Scientific classification
- Kingdom: Animalia
- Phylum: Chordata
- Class: Mammalia
- Order: Carnivora
- Family: Felidae
- Genus: Panthera
- Species: P. tigris
- Subspecies: P. t. tigris
- Population: †Caspian tiger

= Caspian tiger =

Extinct tiger population in Central and West Asia

The Caspian tiger was a Panthera tigris tigris population native to eastern Turkey, northern Iran, Mesopotamia, the Caucasus around the Caspian Sea, Central Asia to northern Afghanistan and the Xinjiang region in Western China. It inhabited sparse forests and riverine corridors in this region until the 1970s. It was also present in Southern Russia until the Middle Ages. The Caspian tiger population was regarded as a distinct subspecies and assessed as extinct in 2003.

Results of a phylogeographic analysis evinces that the Caspian and Siberian tiger populations shared a common continuous geographic distribution until the early 19th century.

Some Caspian tigers were intermediate in size between Siberian and Bengal tigers.

It was also called Balkhash tiger, Hyrcanian tiger, Turanian tiger, and Mazandaran tiger.

==Taxonomy==

Felis virgata was a scientific name used by Johann Karl Wilhelm Illiger in 1815 for the greyish tiger in the area surrounding the Caspian Sea. Tigris septentrionalis was the scientific name proposed by Konstantin Satunin in 1904 for a skull and mounted skins of tigers that were killed in the Lankaran Lowland in the 1860s. Felis tigris lecoqi and Felis tigris trabata were proposed by Ernst Schwarz in 1916 for tiger skins and skulls from Lop Nur and Ili River areas, respectively.

In 1929, Reginald Innes Pocock subordinated the tiger to the genus Panthera. For several decades, the Caspian tiger was considered a distinct tiger subspecies.

In 1999, the validity of several tiger subspecies was questioned. Most putative subspecies described in the 19th and 20th centuries were distinguished on basis of fur length and colouration, striping patterns and body size, hence characteristics that vary widely within populations. Morphologically, tigers from different regions vary little, and gene flow between populations in those regions is considered to have been possible during the Pleistocene. Therefore, it was proposed to recognize only two tiger subspecies as valid, namely P. t. tigris in mainland Asia, and P. t. sondaica in the Greater Sunda Islands and possibly in Sundaland.
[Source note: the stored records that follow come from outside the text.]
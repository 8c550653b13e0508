//! Request dispatch module
//!
//! Entry point for HTTP request processing: method validation, request
//! context extraction, and the access log line. Header finalisation happens
//! outside, in the service decorator wrapping this handler.

use crate::config::AppState;
use crate::logger::{self, AccessLogEntry};
use http_body_util::Full;
use hyper::body::{Body, Bytes};
use hyper::header::{
    HeaderMap, HeaderName, IF_MODIFIED_SINCE, IF_NONE_MATCH, RANGE, REFERER, USER_AGENT,
};
use hyper::{Method, Request, Response, StatusCode};
use std::convert::Infallible;
use std::net::SocketAddr;
use std::sync::Arc;
use std::time::Instant;

/// Request context encapsulating information needed for request processing
#[derive(Debug)]
pub struct RequestContext<'a> {
    /// Raw (still percent-encoded) request path
    pub path: &'a str,
    pub query: Option<&'a str>,
    pub is_head: bool,
    pub if_modified_since: Option<String>,
    pub if_none_match: Option<String>,
    pub range: Option<String>,
}

impl<'a> RequestContext<'a> {
    pub fn from_request<B>(req: &'a Request<B>) -> Self {
        let headers = req.headers();
        Self {
            path: req.uri().path(),
            query: req.uri().query(),
            is_head: req.method() == Method::HEAD,
            if_modified_since: header_string(headers, &IF_MODIFIED_SINCE),
            if_none_match: header_string(headers, &IF_NONE_MATCH),
            range: header_string(headers, &RANGE),
        }
    }
}

fn header_string(headers: &HeaderMap, name: &HeaderName) -> Option<String> {
    headers
        .get(name)
        .and_then(|v| v.to_str().ok())
        .map(ToString::to_string)
}

/// Main entry point for HTTP request handling
pub async fn handle_request<B>(
    req: Request<B>,
    state: Arc<AppState>,
    peer_addr: SocketAddr,
) -> Result<Response<Full<Bytes>>, Infallible> {
    let started = Instant::now();

    let response = match check_http_method(&state, req.method()) {
        Some(resp) => resp,
        None => state.files.serve(&RequestContext::from_request(&req)).await,
    };

    if state.config.logging.access_log {
        let entry = access_entry(&req, &response, peer_addr, started);
        logger::log_access(&entry, &state.config.logging.access_log_format);
    }

    Ok(response)
}

/// Only GET and HEAD are served; everything else is `501 Not Implemented`
fn check_http_method(state: &AppState, method: &Method) -> Option<Response<Full<Bytes>>> {
    match *method {
        Method::GET | Method::HEAD => None,
        _ => {
            logger::log_warning(&format!("Unsupported method: {method}"));
            Some(state.files.error(
                StatusCode::NOT_IMPLEMENTED,
                &format!("Unsupported method ('{method}')"),
                false,
            ))
        }
    }
}

fn access_entry<B>(
    req: &Request<B>,
    response: &Response<Full<Bytes>>,
    peer_addr: SocketAddr,
    started: Instant,
) -> AccessLogEntry {
    let mut entry = AccessLogEntry::new(
        peer_addr.ip().to_string(),
        req.method().to_string(),
        req.uri().path().to_string(),
    );
    entry.query = req.uri().query().map(ToString::to_string);
    entry.http_version = logger::http_version_label(req.version()).to_string();
    entry.status = response.status().as_u16();
    entry.body_bytes = response
        .body()
        .size_hint()
        .exact()
        .and_then(|n| usize::try_from(n).ok())
        .unwrap_or_default();
    entry.referer = header_string(req.headers(), &REFERER);
    entry.user_agent = header_string(req.headers(), &USER_AGENT);
    entry.request_time_us = u64::try_from(started.elapsed().as_micros()).unwrap_or(u64::MAX);
    entry
}

#[cfg(test)]
mod tests {
    use super::*;
    use crate::http::MimeTable;
    use crate::handler::static_files::FileServer;
    use http_body_util::BodyExt;
    use hyper::header::CONTENT_TYPE;

    fn state_for(root: &std::path::Path) -> Arc<AppState> {
        let mut config = crate::config::Config::load_from("definitely-missing-serve-config")
            .unwrap();
        config.logging.access_log = false;
        let files = FileServer::new(root, MimeTable::default());
        Arc::new(AppState::with_files(config, files))
    }

    fn peer() -> SocketAddr {
        "127.0.0.1:50000".parse().unwrap()
    }

    fn request(method: Method, uri: &str) -> Request<Full<Bytes>> {
        Request::builder()
            .method(method)
            .uri(uri)
            .body(Full::new(Bytes::new()))
            .unwrap()
    }

    #[test]
    fn test_context_from_request() {
        let req = Request::builder()
            .method(Method::HEAD)
            .uri("/a%20b/c.js?x=1")
            .header(RANGE, "bytes=0-1")
            .body(())
            .unwrap();
        let ctx = RequestContext::from_request(&req);
        assert_eq!(ctx.path, "/a%20b/c.js");
        assert_eq!(ctx.query, Some("x=1"));
        assert!(ctx.is_head);
        assert_eq!(ctx.range.as_deref(), Some("bytes=0-1"));
        assert!(ctx.if_modified_since.is_none());
    }

    #[tokio::test]
    async fn test_unsupported_method_is_501() {
        let dir = tempfile::tempdir().unwrap();
        let state = state_for(dir.path());
        let response = handle_request(request(Method::POST, "/"), state, peer())
            .await
            .unwrap();
        assert_eq!(response.status(), StatusCode::NOT_IMPLEMENTED);
        assert_eq!(response.headers()[CONTENT_TYPE], "text/html;charset=utf-8");
        let body = response.into_body().collect().await.unwrap().to_bytes();
        assert!(String::from_utf8_lossy(&body).contains("Unsupported method (&#x27;POST&#x27;)"));
    }

    #[tokio::test]
    async fn test_get_dispatches_to_files() {
        let dir = tempfile::tempdir().unwrap();
        std::fs::write(dir.path().join("index.html"), "ok").unwrap();
        let state = state_for(dir.path());
        let response = handle_request(request(Method::GET, "/index.html"), state, peer())
            .await
            .unwrap();
        assert_eq!(response.status(), StatusCode::OK);
        let body = response.into_body().collect().await.unwrap().to_bytes();
        assert_eq!(body, "ok");
    }

    #[test]
    fn test_access_entry_fields() {
        let req = Request::builder()
            .uri("/index.html?v=1")
            .header(USER_AGENT, "curl/8.0")
            .body(())
            .unwrap();
        let response = Response::new(Full::new(Bytes::from_static(b"12345")));
        let entry = access_entry(&req, &response, peer(), Instant::now());
        assert_eq!(entry.remote_addr, "127.0.0.1");
        assert_eq!(entry.method, "GET");
        assert_eq!(entry.path, "/index.html");
        assert_eq!(entry.query.as_deref(), Some("v=1"));
        assert_eq!(entry.status, 200);
        assert_eq!(entry.body_bytes, 5);
        assert_eq!(entry.user_agent.as_deref(), Some("curl/8.0"));
    }
}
At the start of the 21st century, genetic studies were carried out using 20 tiger bone and tissue samples from museum collections and sequencing at least one segment of five mitochondrial genes. Results revealed a low amount of variability in the mitochondrial DNA in Caspian tigers; and that Caspian and Siberian tigers were remarkably similar, indicating that the Siberian tiger is the genetically closest living relative of the Caspian tiger. Phylogeographic analysis indicates that the common ancestor of Caspian and Siberian tigers colonized Central Asia via the Gansu−Silk Road region from eastern China less than 10,000 years ago, and subsequently traversed eastward to establish the Siberian tiger population in the Russian Far East. The Caspian and Siberian tigers were likely a single contiguous population until the early 19th century, but became isolated from another due to fragmentation and loss of habitat during the Industrial Revolution.

In 2015, morphological, ecological and molecular traits of all putative tiger subspecies were analysed in a combined approach. Results support distinction of the two evolutionary groups continental and Sunda tigers. The authors proposed recognition of only two subspecies, namely P. t. tigris comprising the Bengal, Malayan, Indochinese, South Chinese, Siberian and Caspian tiger populations, and P. t. sondaica comprising the Javan, Bali, and Sumatran tiger populations. Tigers in mainland Asia fall into two clades, namely a northern clade formed by the Caspian and Siberian tiger populations, and a southern clade formed by populations in remaining mainland Asia.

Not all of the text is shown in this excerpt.